Figure 2. Histology of adenocarcinoma tumor.
3. Discussion
Childhood colorectal carcinoma is rare. It represents approximately 1% of pediatric neoplasms, it is the most common primary gastrointestinal malignancy in children [1] with an incidence around 1 - 2 child and/or adolescent in 1 million people, however the incidence seems to be increasing recently [2] . In contrast to the pediatric population, colorectal carcinoma is very common in adult population with an incidence rate around 43.7 per 100,000 men and women per year, with peak age of 65 years old [3] . It is more common in developed countries (Europe and north america). Childhood colorectal carcinoma most often affects children with a family history of this neoplasma or of an inherited condition called familial intestinal polyposis [4] [5] .
CRC clinical manifestations are nonspecific in children; they can be considered as benign gastrointestinal conditions. The symptoms include abdominal pain, constipation or diarrhea, a bowl in the abdomen, unexplained weight loss, anorexia, hematochezia and anaemia. In the pediatric population, there are other affections which are more likely to present with abdominal pain so it cannot be an indicative symptom of CRC because [6] [7] .
The duration of signs before diagnosis is usually lengthy, ranging from 2 to 6 months, with median of 3 months [8] . In the reported case described in literature symptoms including abdominal pain, weight loss and hematochezia were most commonly recorded, most cases published were about male patients. CRC can occur anywhere along the colon (large intestine) or rectum [9] . Ascending and transverse colon cancers are usually diagnosed late due to the fact that, they usually present with symptoms of intestinal obstruction.

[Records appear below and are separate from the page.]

//! Core domain types: works, authors, tags and recommendations.

use std::cell::OnceCell;
use std::collections::HashSet;
use std::fmt;

use serde::{Deserialize, Serialize};
use url::Url;

// ---------------------------------------------------------------------------
// TagCategory
// ---------------------------------------------------------------------------

/// The tag categories a work's metadata block declares, in archive order.
#[derive(Debug, Clone, Copy, PartialEq, Eq, Hash, Serialize, Deserialize)]
#[serde(rename_all = "snake_case")]
pub enum TagCategory {
    Rating,
    ArchiveWarning,
    Category,
    Fandom,
    Relationship,
    Character,
    Freeform,
}

impl TagCategory {
    /// All categories in the order the archive lists them.
    pub const ALL: [TagCategory; 7] = [
        TagCategory::Rating,
        TagCategory::ArchiveWarning,
        TagCategory::Category,
        TagCategory::Fandom,
        TagCategory::Relationship,
        TagCategory::Character,
        TagCategory::Freeform,
    ];

    /// Name used in filter parameters and sidebar element IDs.
    pub fn as_str(self) -> &'static str {
        match self {
            Self::Rating => "rating",
            Self::ArchiveWarning => "archive_warning",
            Self::Category => "category",
            Self::Fandom => "fandom",
            Self::Relationship => "relationship",
            Self::Character => "character",
            Self::Freeform => "freeform",
        }
    }

    /// Map the CSS class of a work's `<dd>` metadata entry to a category.
    ///
    /// The work page calls warnings `warning`; everywhere else they are
    /// `archive_warning`.
    pub fn from_meta_class(class: &str) -> Option<Self> {
        match class {
            "warning" => Some(Self::ArchiveWarning),
            other => Self::ALL.into_iter().find(|c| c.as_str() == other),
        }
    }
}

impl fmt::Display for TagCategory {
    fn fmt(&self, f: &mut fmt::Formatter<'_>) -> fmt::Result {
        f.write_str(self.as_str())
    }
}

// ---------------------------------------------------------------------------
// TagSection
// ---------------------------------------------------------------------------

/// Values of one metadata category, resolved once when the work page is parsed.
#[derive(Debug, Clone, PartialEq, Eq)]
pub enum TagSection {
    /// Every value links to a tag page; holds canonical tag names in page order.
    Linked(Vec<String>),
    /// Unlinked text, stored verbatim.
    PlainText(String),
}

/// A category together with its parsed values.
#[derive(Debug, Clone, PartialEq, Eq)]
pub struct MetaSection {
    pub category: TagCategory,
    pub values: TagSection,
}

// ---------------------------------------------------------------------------
// Authors
// ---------------------------------------------------------------------------

/// One entry of a work's byline.
#[derive(Debug, Clone, PartialEq)]
pub enum AuthorRef {
    /// Anonymous or orphaned: nothing about this author can be queried.
    Anonymous,
    Known(Author),
}

impl AuthorRef {
    /// The queryable author, if any.
    pub fn known(&self) -> Option<&Author> {
        match self {
            Self::Known(author) => Some(author),
            Self::Anonymous => None,
        }
    }
}

/// A byline entry that resolved to a real account.
#[derive(Debug, Clone, PartialEq)]
pub struct Author {
    /// Display text of the byline link.
    pub byline: String,
    /// Absolute URL of the pseud's dashboard.
    pub profile_url: Url,
    pub pseud_id: String,
    pub user_id: String,
    /// Filled in the first time one of this author's listings is fetched.
    has_bookmarks: OnceCell<bool>,
}

impl Author {
    pub fn new(
        byline: impl Into<String>,
        profile_url: Url,
        pseud_id: impl Into<String>,
        user_id: impl Into<String>,
    ) -> Self {
        Self {
            byline: byline.into(),
            profile_url,
            pseud_id: pseud_id.into(),
            user_id: user_id.into(),
            has_bookmarks: OnceCell::new(),
        }
    }

    /// Whether the author has bookmarked at least one work, if known yet.
    pub fn has_bookmarks(&self) -> Option<bool> {
        self.has_bookmarks.get().copied()
    }

    /// Record the bookmark flag. Later calls keep the first value.
    pub fn record_has_bookmarks(&self, value: bool) -> bool {
        *self.has_bookmarks.get_or_init(|| value)
    }
}

// ---------------------------------------------------------------------------
// WorkDescriptor
// ---------------------------------------------------------------------------

/// Everything the strategies need to know about the seed work.
#[derive(Debug, Clone, PartialEq)]
pub struct WorkDescriptor {
    /// Root work URL with the adult-content flag set.
    pub url: Url,
    /// Numeric work ID.
    pub id: String,
    pub title: String,
    pub authors: Vec<AuthorRef>,
    /// Metadata categories in page order.
    pub sections: Vec<MetaSection>,
}

impl WorkDescriptor {
    /// Linked tag names of a category, empty when absent or plain text.
    pub fn tags(&self, category: TagCategory) -> &[String] {
        self.sections
            .iter()
            .find(|s| s.category == category)
            .and_then(|s| match &s.values {
                TagSection::Linked(names) => Some(names.as_slice()),
                TagSection::PlainText(_) => None,
            })
            .unwrap_or(&[])
    }

    /// The unlinked text of a category, if it was rendered that way.
    pub fn plain_text(&self, category: TagCategory) -> Option<&str> {
        self.sections
            .iter()
            .find(|s| s.category == category)
            .and_then(|s| match &s.values {
                TagSection::PlainText(text) => Some(text.as_str()),
                TagSection::Linked(_) => None,
            })
    }

    /// Linked sections in page order.
    pub fn linked_sections(&self) -> impl Iterator<Item = (TagCategory, &[String])> {
        self.sections.iter().filter_map(|s| match &s.values {
            TagSection::Linked(names) => Some((s.category, names.as_slice())),
            TagSection::PlainText(_) => None,
        })
    }

    /// Authors that can be queried further.
    pub fn known_authors(&self) -> impl Iterator<Item = &Author> {
        self.authors.iter().filter_map(AuthorRef::known)
    }
}

// ---------------------------------------------------------------------------
// Recommendations
// ---------------------------------------------------------------------------

/// Lightweight view of a listed work, enough to present it to the reader.
#[derive(Debug, Clone, PartialEq, Eq, Serialize, Deserialize)]
pub struct WorkSummary {
    pub url: String,
    pub id: String,
    pub title: String,
    /// Byline names; `["Anonymous"]` when the listing shows none.
    pub authors: Vec<String>,
    pub fandoms: Vec<String>,
    /// Summary text, or `N/A` when the work has none.
    pub summary: String,
}

/// The heuristic that produced a recommendation.
#[derive(Debug, Clone, Copy, PartialEq, Eq, PartialOrd, Ord, Hash, Serialize, Deserialize)]
#[serde(rename_all = "snake_case")]
pub enum Strategy {
    SameAuthor,
    AuthorBookmarks,
    CoBookmarkers,
    TagSimilarity,
}

impl Strategy {
    pub fn as_str(self) -> &'static str {
        match self {
            Self::SameAuthor => "same_author",
            Self::AuthorBookmarks => "author_bookmarks",
            Self::CoBookmarkers => "co_bookmarkers",
            Self::TagSimilarity => "tag_similarity",
        }
    }
}

impl fmt::Display for Strategy {
    fn fmt(&self, f: &mut fmt::Formatter<'_>) -> fmt::Result {
        f.write_str(self.as_str())
    }
}

/// A recommended work and where it came from.
#[derive(Debug, Clone, PartialEq, Eq, Serialize, Deserialize)]
pub struct Recommendation {
    pub strategy: Strategy,
    pub work: WorkSummary,
}

// ---------------------------------------------------------------------------
// SeenSet
// ---------------------------------------------------------------------------

/// Work IDs already recommended (or the seed itself) during one run.
///
/// Only grows: there is no way to remove an ID.
#[derive(Debug, Clone, Default, PartialEq, Eq)]
pub struct SeenSet(HashSet<String>);

impl SeenSet {
    /// A set holding only the seed work's ID.
    pub fn seeded(seed_id: impl Into<String>) -> Self {
        let mut set = Self::default();
        set.insert(seed_id);
        set
    }

    /// Returns `true` if the ID was not present before.
    pub fn insert(&mut self, id: impl Into<String>) -> bool {
        self.0.insert(id.into())
    }

    pub fn contains(&self, id: &str) -> bool {
        self.0.contains(id)
    }

    pub fn len(&self) -> usize {
        self.0.len()
    }

    pub fn is_empty(&self) -> bool {
        self.0.is_empty()
    }
}
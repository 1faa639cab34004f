//! The archive's URL scheme bound to a page fetcher.

use scraper::Html;
use tracing::debug;
use url::Url;

use ao3recs_shared::{ArchiveConfig, RecsError, Result};

use crate::fetcher::PageFetcher;
use crate::page::work_id_from_path;
use crate::query::Query;

/// Pair sent with every filtered listing request, as the archive's own form does.
const COMMIT_PAIR: (&str, &str) = ("commit", "Sort and Filter");

/// Query parameter that skips the adult-content interstitial.
const VIEW_ADULT_PARAM: &str = "view_adult";

/// A fetcher bound to one archive site.
#[derive(Debug, Clone)]
pub struct Archive<F> {
    fetcher: F,
    base_url: Url,
    view_adult: bool,
}

impl<F: PageFetcher> Archive<F> {
    pub fn new(fetcher: F, base_url: Url) -> Self {
        Self {
            fetcher,
            base_url,
            view_adult: true,
        }
    }

    /// Build from runtime configuration.
    pub fn from_config(fetcher: F, config: &ArchiveConfig) -> Self {
        Self {
            fetcher,
            base_url: config.base_url.clone(),
            view_adult: config.view_adult,
        }
    }

    pub fn base_url(&self) -> &Url {
        &self.base_url
    }

    pub fn fetcher(&self) -> &F {
        &self.fetcher
    }

    /// Fetch and parse a page.
    pub async fn page(&self, url: &Url) -> Result<Html> {
        let body = self.fetcher.fetch(url).await?;
        debug!(%url, bytes = body.len(), "page fetched");
        Ok(Html::parse_document(&body))
    }

    /// Resolve a link found on an archive page.
    pub fn join(&self, href: &str) -> Result<Url> {
        self.base_url
            .join(href)
            .map_err(|e| RecsError::parse(format!("bad link '{href}': {e}")))
    }

    /// Filtered work listing, e.g. an author's works in one fandom.
    pub fn works_url(&self, query: &Query) -> Url {
        self.listing_url("/works", query)
    }

    /// Filtered bookmark listing.
    pub fn bookmarks_url(&self, query: &Query) -> Url {
        self.listing_url("/bookmarks", query)
    }

    fn listing_url(&self, path: &str, query: &Query) -> Url {
        let mut url = self.base_url.clone();
        url.set_path(path);
        url.query_pairs_mut()
            .clear()
            .append_pair(COMMIT_PAIR.0, COMMIT_PAIR.1)
            .extend_pairs(query.pairs());
        url
    }

    /// Canonical link to a work, as shown to the reader.
    pub fn work_url(&self, work_id: &str) -> Url {
        let mut url = self.base_url.clone();
        url.set_path(&format!("/works/{work_id}"));
        url.set_query(None);
        url
    }

    /// Users who bookmarked a work.
    pub fn work_bookmarks_url(&self, work_id: &str) -> Url {
        let mut url = self.work_url(work_id);
        url.set_path(&format!("/works/{work_id}/bookmarks"));
        url
    }

    /// A pseud's own bookmark listing, from their dashboard URL.
    pub fn profile_bookmarks_url(&self, profile_url: &Url) -> Url {
        let mut url = profile_url.clone();
        let path = format!("{}/bookmarks", profile_url.path().trim_end_matches('/'));
        url.set_path(&path);
        url.set_query(None);
        url
    }

    /// Normalize a user-supplied work link to the work's root page.
    ///
    /// Drops chapter segments, query and fragment, and sets the adult-content
    /// flag when configured. Returns the URL and the numeric work ID.
    pub fn work_root(&self, raw: &str) -> Result<(Url, String)> {
        let parsed = self
            .base_url
            .join(raw.trim())
            .map_err(|e| RecsError::validation(format!("invalid work URL '{raw}': {e}")))?;

        let id = work_id_from_path(parsed.path()).ok_or_else(|| {
            RecsError::validation(format!("'{raw}' does not link to a work"))
        })?;

        let mut url = parsed;
        url.set_path(&format!("/works/{id}"));
        url.set_query(None);
        url.set_fragment(None);
        if self.view_adult {
            url.query_pairs_mut().append_pair(VIEW_ADULT_PARAM, "true");
        }

        Ok((url, id))
    }
}
//! Tolerances and group selection for joining and mapping runs.

use serde::Deserialize;

use crate::errors::SettingsError;
use crate::joiner::{JoinOptions, DEFAULT_JOIN_TOLERANCE};

/// Default distance and parameter tolerance for model mapping.
pub const DEFAULT_MAP_TOLERANCE: f64 = 0.005;

/// Settings for a joining and mapping run.
///
/// Missing fields fall back to their defaults when deserialized.
///
/// # Examples
/// ```
/// use beamx::MappingSettings;
///
/// let settings = MappingSettings::from_json(r#"{"target_groups": ["Deck"]}"#).unwrap();
/// assert_eq!(settings.target_groups, vec!["Deck".to_string()]);
/// assert_eq!(settings.join_tolerance, 0.005);
/// ```
#[derive(Clone, Debug, PartialEq, Deserialize)]
#[serde(default)]
pub struct MappingSettings {
    /// Collinearity bound used by the joiner.
    pub join_tolerance: f64,
    /// Slack and distance bound used by the mapper.
    pub map_tolerance: f64,
    /// Groups to join; all groups when empty.
    pub target_groups: Vec<String>,
}

impl Default for MappingSettings {
    fn default() -> Self {
        Self {
            join_tolerance: DEFAULT_JOIN_TOLERANCE,
            map_tolerance: DEFAULT_MAP_TOLERANCE,
            target_groups: Vec::new(),
        }
    }
}

impl MappingSettings {
    /// Parse settings from a JSON document.
    ///
    /// # Errors
    ///
    /// Returns [`SettingsError::Json`] for malformed documents and
    /// [`SettingsError::InvalidTolerance`] for negative or non-finite tolerances.
    pub fn from_json(json: &str) -> Result<Self, SettingsError> {
        let settings: Self = serde_json::from_str(json)?;
        settings.validate()
    }

    /// Load settings from `BEAMX_JOIN_TOLERANCE`, `BEAMX_MAP_TOLERANCE` and
    /// `BEAMX_TARGET_GROUPS` (comma separated), using defaults for unset
    /// variables.
    ///
    /// # Errors
    ///
    /// Returns [`SettingsError::InvalidEnv`] when a tolerance does not parse and
    /// [`SettingsError::InvalidTolerance`] when it is negative or not finite.
    pub fn from_env() -> Result<Self, SettingsError> {
        Self::from_lookup(|name| std::env::var(name).ok())
    }

    /// Build settings from an arbitrary variable lookup.
    fn from_lookup(lookup: impl Fn(&str) -> Option<String>) -> Result<Self, SettingsError> {
        let defaults = Self::default();
        let tolerance = |name: &'static str, default: f64| match lookup(name) {
            None => Ok(default),
            Some(value) => value
                .trim()
                .parse::<f64>()
                .map_err(|_| SettingsError::InvalidEnv { name, value }),
        };
        let settings = Self {
            join_tolerance: tolerance("BEAMX_JOIN_TOLERANCE", defaults.join_tolerance)?,
            map_tolerance: tolerance("BEAMX_MAP_TOLERANCE", defaults.map_tolerance)?,
            target_groups: lookup("BEAMX_TARGET_GROUPS")
                .map(|groups| {
                    groups
                        .split(',')
                        .map(str::trim)
                        .filter(|group| !group.is_empty())
                        .map(String::from)
                        .collect()
                })
                .unwrap_or_default(),
        };
        settings.validate()
    }

    /// Reject tolerances that cannot bound a distance.
    fn validate(self) -> Result<Self, SettingsError> {
        for (name, value) in [
            ("join_tolerance", self.join_tolerance),
            ("map_tolerance", self.map_tolerance),
        ] {
            if !value.is_finite() || value < 0.0 {
                return Err(SettingsError::InvalidTolerance { name, value });
            }
        }
        Ok(self)
    }

    /// Joiner options matching these settings.
    #[must_use]
    pub fn join_options(&self) -> JoinOptions {
        JoinOptions {
            node_table: None,
            tolerance: self.join_tolerance,
            target_groups: self.target_groups.iter().cloned().collect(),
        }
    }
}
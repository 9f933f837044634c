use beamx::{render_member_report, Beam, BeamJoiner, JoinOptions};

fn main() {
    // A column line split at every floor, and a tie beam at level 2
    let beams = vec![
        Beam::new(1, [0.0, 0.0, 0.0], [0.0, 0.0, 3.5], "UC203", "Columns"),
        Beam::new(2, [0.0, 0.0, 3.5], [0.0, 0.0, 7.0], "UC203", "Columns"),
        Beam::new(3, [0.0, 0.0, 7.0], [0.0, 0.0, 10.5], "UC152", "Columns"),
        Beam::new(4, [0.0, 0.0, 7.0], [6.0, 0.0, 7.0], "UB305", "Beams"),
    ];

    // Only report the columns, but let the tie beam break the column line
    let options = JoinOptions {
        target_groups: ["Columns".to_string()].into_iter().collect(),
        ..JoinOptions::default()
    };
    let joiner = BeamJoiner::with_options(beams, options);

    print!("{}", render_member_report(&joiner.group_collinear_beams()));
}
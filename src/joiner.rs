//! Joining of split beam elements into physical members.
//!
//! Finite element models often split one physical member into several beam
//! elements. [`BeamJoiner`] recovers the members: two elements belong together
//! when they are collinear, share the same profile and meet at a node that
//! no other element touches.

use std::collections::{BTreeMap, HashMap, HashSet};

use petgraph::graph::{NodeIndex, UnGraph};
use tracing::{debug, warn};

use crate::geometry::{Beam, BeamNumber, Node, NodeId, Point};

/// Default limit on the cross product magnitude of two collinear beams.
pub const DEFAULT_JOIN_TOLERANCE: f64 = 0.005;

/// Options controlling a [`BeamJoiner`] run.
#[derive(Clone, Debug)]
pub struct JoinOptions {
    /// Precomputed node table; built from the beam ends when `None`.
    pub node_table: Option<BTreeMap<NodeId, Node>>,
    /// Upper bound on `|d1 x d2|` for two beam directions to count as collinear.
    ///
    /// The directions are not normalised, so the bound scales with the
    /// product of the two beam lengths.
    pub tolerance: f64,
    /// Groups whose beams are joined; every beam is joined when empty.
    pub target_groups: HashSet<String>,
}

impl Default for JoinOptions {
    fn default() -> Self {
        Self {
            node_table: None,
            tolerance: DEFAULT_JOIN_TOLERANCE,
            target_groups: HashSet::new(),
        }
    }
}

/// Disjoint sets of beam numbers.
///
/// Union always hangs the second root below the first; there is no rank or
/// size balancing.
#[derive(Debug, Default)]
struct UnionFind {
    /// Parent of every beam number; roots point at themselves.
    parent: HashMap<BeamNumber, BeamNumber>,
}

impl UnionFind {
    /// Create singleton sets for every beam number.
    fn new(beams: impl IntoIterator<Item = BeamNumber>) -> Self {
        Self {
            parent: beams.into_iter().map(|beam| (beam, beam)).collect(),
        }
    }

    /// Root of the set containing `beam`, compressing the path on the way.
    fn find(&mut self, beam: BeamNumber) -> BeamNumber {
        let mut root = beam;
        while let Some(&parent) = self.parent.get(&root) {
            if parent == root {
                break;
            }
            root = parent;
        }

        let mut current = beam;
        while current != root {
            let next = self.parent.get(&current).copied().unwrap_or(root);
            self.parent.insert(current, root);
            current = next;
        }
        root
    }

    /// Merge the sets containing `x` and `y`.
    fn union(&mut self, x: BeamNumber, y: BeamNumber) {
        let root_x = self.find(x);
        let root_y = self.find(y);
        if root_x != root_y {
            self.parent.insert(root_y, root_x);
        }
    }
}

/// Groups collinear, singly connected beams of equal profile into members.
///
/// All derived tables are built eagerly when the joiner is created.
///
/// # Examples
/// ```
/// use beamx::{Beam, BeamJoiner};
///
/// let beams = vec![
///     Beam::new(1, [0.0, 0.0, 0.0], [10.0, 0.0, 0.0], "A", ""),
///     Beam::new(2, [10.0, 0.0, 0.0], [20.0, 0.0, 0.0], "A", ""),
///     Beam::new(3, [20.0, 0.0, 0.0], [30.0, 0.0, 0.0], "A", ""),
/// ];
/// let joiner = BeamJoiner::new(beams);
/// assert_eq!(joiner.member_numbers(), vec![vec![1, 2, 3]]);
/// ```
#[derive(Clone, Debug)]
pub struct BeamJoiner {
    /// Every beam of the model, used for connectivity.
    beams: Vec<Beam>,
    /// Node table keyed by 1-based id.
    nodes: BTreeMap<NodeId, Node>,
    /// Beams touching each node.
    node_elements: BTreeMap<NodeId, Vec<BeamNumber>>,
    /// Nodes at the ends of each beam.
    beam_nodes: BTreeMap<BeamNumber, Vec<NodeId>>,
    /// Beams with at least one end that matched no node.
    unresolved: Vec<BeamNumber>,
    /// Collinearity bound.
    tolerance: f64,
    /// Groups selected for joining.
    target_groups: HashSet<String>,
}

impl BeamJoiner {
    /// Create a joiner with [`JoinOptions::default`].
    #[must_use]
    pub fn new(model_beams: Vec<Beam>) -> Self {
        Self::with_options(model_beams, JoinOptions::default())
    }

    /// Create a joiner and build its node and adjacency tables.
    #[must_use]
    pub fn with_options(model_beams: Vec<Beam>, options: JoinOptions) -> Self {
        let nodes = options
            .node_table
            .unwrap_or_else(|| build_node_table(&model_beams));
        let mut joiner = Self {
            beams: model_beams,
            nodes,
            node_elements: BTreeMap::new(),
            beam_nodes: BTreeMap::new(),
            unresolved: Vec::new(),
            tolerance: options.tolerance,
            target_groups: options.target_groups,
        };
        joiner.build_adjacency();
        debug!(
            beams = joiner.beams.len(),
            nodes = joiner.nodes.len(),
            unresolved = joiner.unresolved.len(),
            "built beam adjacency"
        );
        joiner
    }

    /// Record which nodes every beam touches and which beams touch every node.
    fn build_adjacency(&mut self) {
        for beam in &self.beams {
            let mut start_found = false;
            let mut end_found = false;
            for (&id, node) in &self.nodes {
                let at_start = node.coincides_with(beam.start());
                let at_end = node.coincides_with(beam.end());
                start_found |= at_start;
                end_found |= at_end;
                if at_start || at_end {
                    let ends = self.beam_nodes.entry(beam.number()).or_default();
                    if !ends.contains(&id) {
                        ends.push(id);
                    }
                    self.node_elements
                        .entry(id)
                        .or_default()
                        .push(beam.number());
                }
            }
            if !(start_found && end_found) {
                warn!(
                    beam = beam.number(),
                    start_found, end_found, "beam end does not match any node"
                );
                self.unresolved.push(beam.number());
            }
        }
    }

    /// Node table keyed by 1-based id.
    #[must_use]
    pub fn nodes(&self) -> &BTreeMap<NodeId, Node> {
        &self.nodes
    }

    /// Beams touching a node; empty for unknown ids.
    #[must_use]
    pub fn node_elements(&self, node: NodeId) -> &[BeamNumber] {
        self.node_elements.get(&node).map(Vec::as_slice).unwrap_or(&[])
    }

    /// Nodes at the ends of a beam; empty when no end matched a node.
    #[must_use]
    pub fn beam_nodes(&self, beam: BeamNumber) -> &[NodeId] {
        self.beam_nodes.get(&beam).map(Vec::as_slice).unwrap_or(&[])
    }

    /// Beams with an end that matched no node in the table.
    #[must_use]
    pub fn unresolved_beams(&self) -> &[BeamNumber] {
        &self.unresolved
    }

    /// Beams taking part in the joining, in model order.
    #[must_use]
    pub fn target_beams(&self) -> Vec<&Beam> {
        self.beams
            .iter()
            .filter(|beam| {
                self.target_groups.is_empty() || self.target_groups.contains(beam.group())
            })
            .collect()
    }

    /// Whether two beams continue each other as one member.
    fn continues(&self, first: &Beam, second: &Beam) -> bool {
        let collinear = first.direction().cross(&second.direction()).norm() < self.tolerance;
        if !collinear {
            return false;
        }
        let second_nodes = self.beam_nodes(second.number());
        let spliced = self.beam_nodes(first.number()).iter().any(|node| {
            second_nodes.contains(node) && self.node_elements(*node).len() == 2
        });
        spliced && first.profile() == second.profile()
    }

    /// Group the target beams into members.
    ///
    /// Groups are listed in the order their first beam appears in the model.
    /// Beams outside the target groups never appear in the output but still
    /// count towards the number of beams meeting at a node.
    #[must_use]
    pub fn group_collinear_beams(&self) -> Vec<Vec<Beam>> {
        let targets = self.target_beams();
        let mut sets = UnionFind::new(targets.iter().map(|beam| beam.number()));

        let count = targets.len();
        let step = (count / 100).max(1);
        for (i, first) in targets.iter().enumerate() {
            if i % step == 0 {
                debug!(done = i, total = count, "comparing target beams");
            }
            for second in &targets[i + 1..] {
                if self.continues(first, second) {
                    sets.union(first.number(), second.number());
                }
            }
        }

        let mut slots: HashMap<BeamNumber, usize> = HashMap::new();
        let mut groups: Vec<Vec<Beam>> = Vec::new();
        for beam in targets {
            let root = sets.find(beam.number());
            let slot = *slots.entry(root).or_insert_with(|| {
                groups.push(Vec::new());
                groups.len() - 1
            });
            groups[slot].push(beam.clone());
        }
        debug!(members = groups.len(), "joined target beams");
        groups
    }

    /// Same as [`BeamJoiner::group_collinear_beams`] but with beam numbers only.
    #[must_use]
    pub fn member_numbers(&self) -> Vec<Vec<BeamNumber>> {
        self.group_collinear_beams()
            .iter()
            .map(|group| group.iter().map(Beam::number).collect())
            .collect()
    }

    /// Graph of nodes joined by beams.
    ///
    /// Graph node `k` holds node id `k + 1`. A beam becomes an edge only when
    /// its two ends resolve to different nodes; the first matching node is used
    /// for each end.
    #[must_use]
    pub fn connectivity_graph(&self) -> UnGraph<Node, BeamNumber> {
        let mut graph = UnGraph::with_capacity(self.nodes.len(), self.beams.len());
        let indices: BTreeMap<NodeId, NodeIndex> = self
            .nodes
            .iter()
            .map(|(&id, node)| (id, graph.add_node(*node)))
            .collect();

        for beam in &self.beams {
            let start = self.first_node_at(beam.start());
            let end = self.first_node_at(beam.end());
            if let (Some(start), Some(end)) = (start, end) {
                if start != end {
                    graph.add_edge(indices[&start], indices[&end], beam.number());
                }
            }
        }
        graph
    }

    /// First node id coinciding with `point`.
    fn first_node_at(&self, point: Point) -> Option<NodeId> {
        self.nodes
            .iter()
            .find(|(_, node)| node.coincides_with(point))
            .map(|(&id, _)| id)
    }
}

/// Deduplicate beam ends into nodes numbered from 1 in first-seen order.
///
/// Every end is compared with each accepted node; the first coincident node
/// wins and nodes are never merged afterwards.
#[must_use]
pub fn build_node_table(beams: &[Beam]) -> BTreeMap<NodeId, Node> {
    let mut accepted: Vec<Node> = Vec::new();
    for beam in beams {
        for end in [beam.start(), beam.end()] {
            if !accepted.iter().any(|node| node.coincides_with(end)) {
                accepted.push(Node::from(end));
            }
        }
    }
    accepted
        .into_iter()
        .enumerate()
        .map(|(index, node)| (index + 1, node))
        .collect()
}
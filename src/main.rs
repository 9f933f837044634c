mod demo;

use beamx::{
    map_models, render_mapping_report, render_member_report, BeamJoiner, MappingSettings,
};
use demo::{analysis_model, design_model, ANALYSIS_POINTS, DESIGN_POINTS};
use std::error::Error;
use tracing_subscriber::EnvFilter;

fn main() -> Result<(), Box<dyn Error>> {
    // Log to stderr so the reports on stdout stay clean. RUST_LOG=debug shows
    // the joining progress.
    tracing_subscriber::fmt()
        .with_env_filter(
            EnvFilter::try_from_default_env().unwrap_or_else(|_| EnvFilter::new("info")),
        )
        .with_writer(std::io::stderr)
        .init();

    let settings = MappingSettings::from_env()?;
    tracing::info!(
        join_tolerance = settings.join_tolerance,
        map_tolerance = settings.map_tolerance,
        target_groups = ?settings.target_groups,
        "loaded settings"
    );

    // Recover the physical members of the design model. The brace lands on the
    // middle of the girder, so the girder stays split there.
    let design = design_model();
    let joiner = BeamJoiner::with_options(design.clone(), settings.join_options());
    let members = joiner.group_collinear_beams();
    println!("Design model members");
    println!("{}", render_member_report(&members));

    // Carry the design model into the analysis model's frame and pair up the
    // beams of both models.
    let rows = map_models(
        &DESIGN_POINTS,
        &ANALYSIS_POINTS,
        &design,
        &analysis_model(),
        settings.map_tolerance,
    )?;
    println!("Design to analysis beam mapping");
    println!("{}", render_mapping_report(&rows));

    Ok(())
}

To diagnose CRC, mainly requires a high index of suspicion which can be confirmed by sigmoidoscopy or colonoscopy and biopsy. The use of imaging tests like CT ray and positron emission tomography (PET) has been found to help in detecting the cancer [10] . The genetic screening of family members should be done to rule out the various hereditary polyposis syndromes.
CRC treatment is based mainly on the stage of the cancer on the moment of diagnosis. For the best chance of a complete cure, the tumor must be completely removed by surgery. But if it is too large to start with, chemotherapy and/or radiation may be sometimes used to try to shrink it first and then start a chemotherapy. CRC is usually associated with dark prognosis, a number of prognostic factors have been reported such as delay in diagnosis, mucinous and/or signet ring cell variants of CRC, tumour stage, tumour grade, lymph node metastasis, vascular and perineural invasions, aneuploidy DNA, or increased carcino-embryonic antigen (CEA) tumour marker [11] [12] [13] .
4. Conclusion
CRC is extremely rare in children. The diagnosis of CRC is often delayed because of the uncommon signs most of time. Childhood colorectal cancer may be part of an inherited syndrome. They are generally aggressive and have a grim prognosis unlikely.